What to do: The records should be restated exactly from their first line through the line with "can leave a" in it.
Dataset records Start Marker
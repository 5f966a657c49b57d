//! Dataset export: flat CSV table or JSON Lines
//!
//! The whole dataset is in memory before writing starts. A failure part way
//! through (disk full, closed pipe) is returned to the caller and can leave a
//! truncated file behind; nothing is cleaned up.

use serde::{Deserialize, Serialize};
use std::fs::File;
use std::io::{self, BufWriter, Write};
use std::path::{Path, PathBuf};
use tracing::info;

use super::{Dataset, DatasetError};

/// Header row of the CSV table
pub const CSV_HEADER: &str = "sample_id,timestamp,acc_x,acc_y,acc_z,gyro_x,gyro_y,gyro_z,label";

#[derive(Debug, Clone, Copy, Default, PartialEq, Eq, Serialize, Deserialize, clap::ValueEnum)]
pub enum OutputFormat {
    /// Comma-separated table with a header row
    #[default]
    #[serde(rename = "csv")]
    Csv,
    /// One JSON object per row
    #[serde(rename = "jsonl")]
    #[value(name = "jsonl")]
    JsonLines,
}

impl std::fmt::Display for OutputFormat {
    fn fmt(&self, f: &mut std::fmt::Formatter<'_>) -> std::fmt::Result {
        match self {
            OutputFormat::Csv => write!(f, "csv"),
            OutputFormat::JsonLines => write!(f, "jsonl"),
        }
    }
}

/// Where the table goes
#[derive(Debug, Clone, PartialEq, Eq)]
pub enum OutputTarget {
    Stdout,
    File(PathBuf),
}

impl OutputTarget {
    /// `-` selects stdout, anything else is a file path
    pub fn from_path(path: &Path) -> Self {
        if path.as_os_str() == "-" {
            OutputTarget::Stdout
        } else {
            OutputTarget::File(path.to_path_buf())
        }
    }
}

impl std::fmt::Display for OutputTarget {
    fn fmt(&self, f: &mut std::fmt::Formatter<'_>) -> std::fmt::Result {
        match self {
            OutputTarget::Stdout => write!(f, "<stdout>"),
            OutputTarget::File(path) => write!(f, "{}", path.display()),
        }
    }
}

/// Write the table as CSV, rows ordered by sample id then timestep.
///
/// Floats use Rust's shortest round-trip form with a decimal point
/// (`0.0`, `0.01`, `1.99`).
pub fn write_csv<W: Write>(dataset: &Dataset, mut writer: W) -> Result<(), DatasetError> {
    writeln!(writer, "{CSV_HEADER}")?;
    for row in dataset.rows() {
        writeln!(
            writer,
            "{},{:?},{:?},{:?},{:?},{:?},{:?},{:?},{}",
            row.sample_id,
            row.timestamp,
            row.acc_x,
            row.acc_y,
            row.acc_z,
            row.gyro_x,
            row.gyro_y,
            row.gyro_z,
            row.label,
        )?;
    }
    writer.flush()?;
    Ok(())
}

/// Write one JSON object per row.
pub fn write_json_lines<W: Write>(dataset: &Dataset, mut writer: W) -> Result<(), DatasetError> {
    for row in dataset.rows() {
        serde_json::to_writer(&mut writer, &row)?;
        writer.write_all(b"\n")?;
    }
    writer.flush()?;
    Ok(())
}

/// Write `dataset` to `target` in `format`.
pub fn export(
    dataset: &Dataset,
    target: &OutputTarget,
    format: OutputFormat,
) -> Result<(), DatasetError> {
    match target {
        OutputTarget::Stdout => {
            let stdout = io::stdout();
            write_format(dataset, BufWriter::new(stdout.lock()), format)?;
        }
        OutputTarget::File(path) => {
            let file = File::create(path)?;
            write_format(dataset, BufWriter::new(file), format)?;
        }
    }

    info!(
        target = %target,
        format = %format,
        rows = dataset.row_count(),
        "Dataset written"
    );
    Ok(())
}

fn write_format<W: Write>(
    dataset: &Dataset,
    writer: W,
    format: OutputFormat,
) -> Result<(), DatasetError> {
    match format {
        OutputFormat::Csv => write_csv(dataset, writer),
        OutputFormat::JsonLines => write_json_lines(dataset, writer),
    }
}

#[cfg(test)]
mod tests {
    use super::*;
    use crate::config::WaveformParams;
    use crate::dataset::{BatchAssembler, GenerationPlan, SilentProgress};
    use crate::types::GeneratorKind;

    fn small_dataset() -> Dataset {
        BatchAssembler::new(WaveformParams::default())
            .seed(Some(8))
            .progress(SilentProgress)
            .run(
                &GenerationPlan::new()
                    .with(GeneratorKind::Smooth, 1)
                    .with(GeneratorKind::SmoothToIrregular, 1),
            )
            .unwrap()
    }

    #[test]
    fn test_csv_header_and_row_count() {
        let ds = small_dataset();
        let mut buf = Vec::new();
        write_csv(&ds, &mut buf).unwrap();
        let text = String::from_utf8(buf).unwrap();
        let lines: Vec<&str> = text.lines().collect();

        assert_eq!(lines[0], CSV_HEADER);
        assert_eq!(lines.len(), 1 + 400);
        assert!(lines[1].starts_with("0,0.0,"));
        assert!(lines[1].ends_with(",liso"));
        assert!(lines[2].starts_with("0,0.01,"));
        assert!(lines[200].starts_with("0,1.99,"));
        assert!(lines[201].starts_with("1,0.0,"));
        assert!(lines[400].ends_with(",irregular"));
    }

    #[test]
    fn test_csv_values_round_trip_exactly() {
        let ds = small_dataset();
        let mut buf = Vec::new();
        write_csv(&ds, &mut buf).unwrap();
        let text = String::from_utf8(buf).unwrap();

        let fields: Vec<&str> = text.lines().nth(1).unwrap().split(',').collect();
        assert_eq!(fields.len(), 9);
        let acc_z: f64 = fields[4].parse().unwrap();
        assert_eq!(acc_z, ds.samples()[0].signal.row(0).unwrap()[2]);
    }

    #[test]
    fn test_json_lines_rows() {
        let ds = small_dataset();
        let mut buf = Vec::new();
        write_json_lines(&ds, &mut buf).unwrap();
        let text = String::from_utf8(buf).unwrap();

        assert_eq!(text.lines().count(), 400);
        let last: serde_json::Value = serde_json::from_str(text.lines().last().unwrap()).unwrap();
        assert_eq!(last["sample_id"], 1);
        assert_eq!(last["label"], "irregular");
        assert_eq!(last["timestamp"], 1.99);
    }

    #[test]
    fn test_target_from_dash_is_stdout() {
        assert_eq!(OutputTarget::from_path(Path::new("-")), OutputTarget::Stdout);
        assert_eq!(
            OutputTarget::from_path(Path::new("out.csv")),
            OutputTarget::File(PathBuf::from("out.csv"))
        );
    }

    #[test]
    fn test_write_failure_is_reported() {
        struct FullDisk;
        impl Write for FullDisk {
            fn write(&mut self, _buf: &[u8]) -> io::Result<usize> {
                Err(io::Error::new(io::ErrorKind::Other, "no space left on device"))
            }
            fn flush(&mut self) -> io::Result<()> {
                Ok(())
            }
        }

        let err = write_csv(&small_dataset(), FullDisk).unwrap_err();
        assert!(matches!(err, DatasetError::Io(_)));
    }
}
Dataset records End Marker
Answer space:
repository 5f966a657c49b57d
//! Dataset export: flat CSV table or JSON Lines
//!
//! The whole dataset is in memory before writing starts. A failure part way
//! through (disk full, closed pipe) is returned to the caller and can leave a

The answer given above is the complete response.